Para composição do raciocínio vale lembrar que a previdência no Brasil e no Acre não são diferentes, são solidarias. Ou seja, os servidores ativos contribuem para pagar os servidores inativos. Além de que, o fundo de previdência é formado basicamente por três fontes: a contribuição dos servidores ativos, que hoje no Acre é de 14% do salário, pela contribuição patronal, a qual o governo estadual contribuí com 14% e outras fontes (impostos e etc…), que podem ser direcionadas para o fundo.

Diante desses fatos, ficam os questionamentos: se os servidores sempre contribuíram e nunca deixaram de pagar e se o déficit foi oriundo do mau utilização dos recursos, ou do inchaço desmedido da máquina, é justo que os trabalhadores cubram o déficit?

Na minha opinião, não! O governador Gladosn Cameli poderia ter apresentado uma proposta que não onerasse tanto os trabalhadores e que responsabilizasse quem realmente criou o déficit, o próprio governo. Para não ficar apenas no campo das ilações, descrevo aqui três questões amplamente debatidas pelos sindicatos e deputados de oposição que poderiam diminuir o impacto da reforma se fossem adotadas por Cameli, seu vice Major Rocha e os 17 deputados que não tiveram vontade política de dialogar, nem compromisso de verdade com os trabalhadores.

1. Ampliação da alíquota patronal. A reforma ampliou a alíquota de 14% para 22% atendendo em parte uma proposta feita pelo deputado do PT, Daniel Zen. Porém, o usual é que a alíquota patronal seja o dobro da alíquota do trabalhador, logo ela deveria ser da ordem de 28%.

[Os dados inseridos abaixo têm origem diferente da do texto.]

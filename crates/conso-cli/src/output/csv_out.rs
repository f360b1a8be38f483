use serde_json::Value;
use std::io;

/// Write output as CSV to stdout.
///
/// Consolidation output flattens to one record per statement row, with
/// the reporting group as the first column. Anything else falls back to
/// field/value records.
pub fn print_csv(value: &Value) {
    let stdout = io::stdout();
    let mut wtr = csv::Writer::from_writer(stdout.lock());

    let result = value.get("result").unwrap_or(value);

    if let Some(statements) = result.get("statements").and_then(Value::as_array) {
        let _ = wtr.write_record(["group", "label", "kind", "amount"]);
        for statement in statements {
            let group = statement
                .get("group")
                .and_then(Value::as_str)
                .unwrap_or_default();
            let rows = statement
                .get("rows")
                .and_then(Value::as_array)
                .map(Vec::as_slice)
                .unwrap_or(&[]);
            for row in rows {
                let _ = wtr.write_record([
                    group,
                    row.get("label").and_then(Value::as_str).unwrap_or_default(),
                    &format_csv_value(row.get("kind").unwrap_or(&Value::Null)),
                    &format_csv_value(row.get("amount").unwrap_or(&Value::Null)),
                ]);
            }
        }
    } else if let Value::Object(map) = result {
        let _ = wtr.write_record(["field", "value"]);
        for (key, val) in map {
            let _ = wtr.write_record([key.as_str(), &format_csv_value(val)]);
        }
    } else {
        let _ = wtr.write_record([&format_csv_value(result)]);
    }

    let _ = wtr.flush();
}

fn format_csv_value(value: &Value) -> String {
    match value {
        Value::String(s) => s.clone(),
        Value::Number(n) => n.to_string(),
        Value::Bool(b) => b.to_string(),
        Value::Null => String::new(),
        _ => serde_json::to_string(value).unwrap_or_default(),
    }
}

2. O Acre possui milhares de servidores com contratos provisórios (em sua maioria, professores), cuja a contribuição previdenciária é destinada ao INSS e não para o Acreprevidência. A efetivação desses funcionários, através de concurso público, ampliaria a arrecadação para o fundo previdenciários, não traria ônus financeiro, pois eles já são pagos pelo governo e diminuiria o déficit da previdência.

3. Por fim, o estado poderia definir novas receitas para o fundo previdenciário, como é o caso dos recursos oriundos do leilão do pré-sal.

Concluo afirmando que a reforma Estadual da Previdência aprovada na última terça-feira, 26, não garante direitos dos trabalhadores como anunciou o governador Gladson Cameli, pois amplia o tempo de serviço e contribuição. A proposta não é mais branda do que a reforma nacional, pois como disse o diretor do Acreprevidência em vídeo institucional: “só muda a alíquota”. Na proposta nacional, ela é progressiva e na estadual fixa, ou seja, taxa de forma igual todos os servidores, independente do salário. Nem era necessária no formato que foi feita, como alguns deputados tentam induzir o povo a acre, mentindo para justificar a “bucha” que empurraram nos servidores públicos acreanos, em trocada de manutenção de seus afilhados e parentes em cargos comissionados.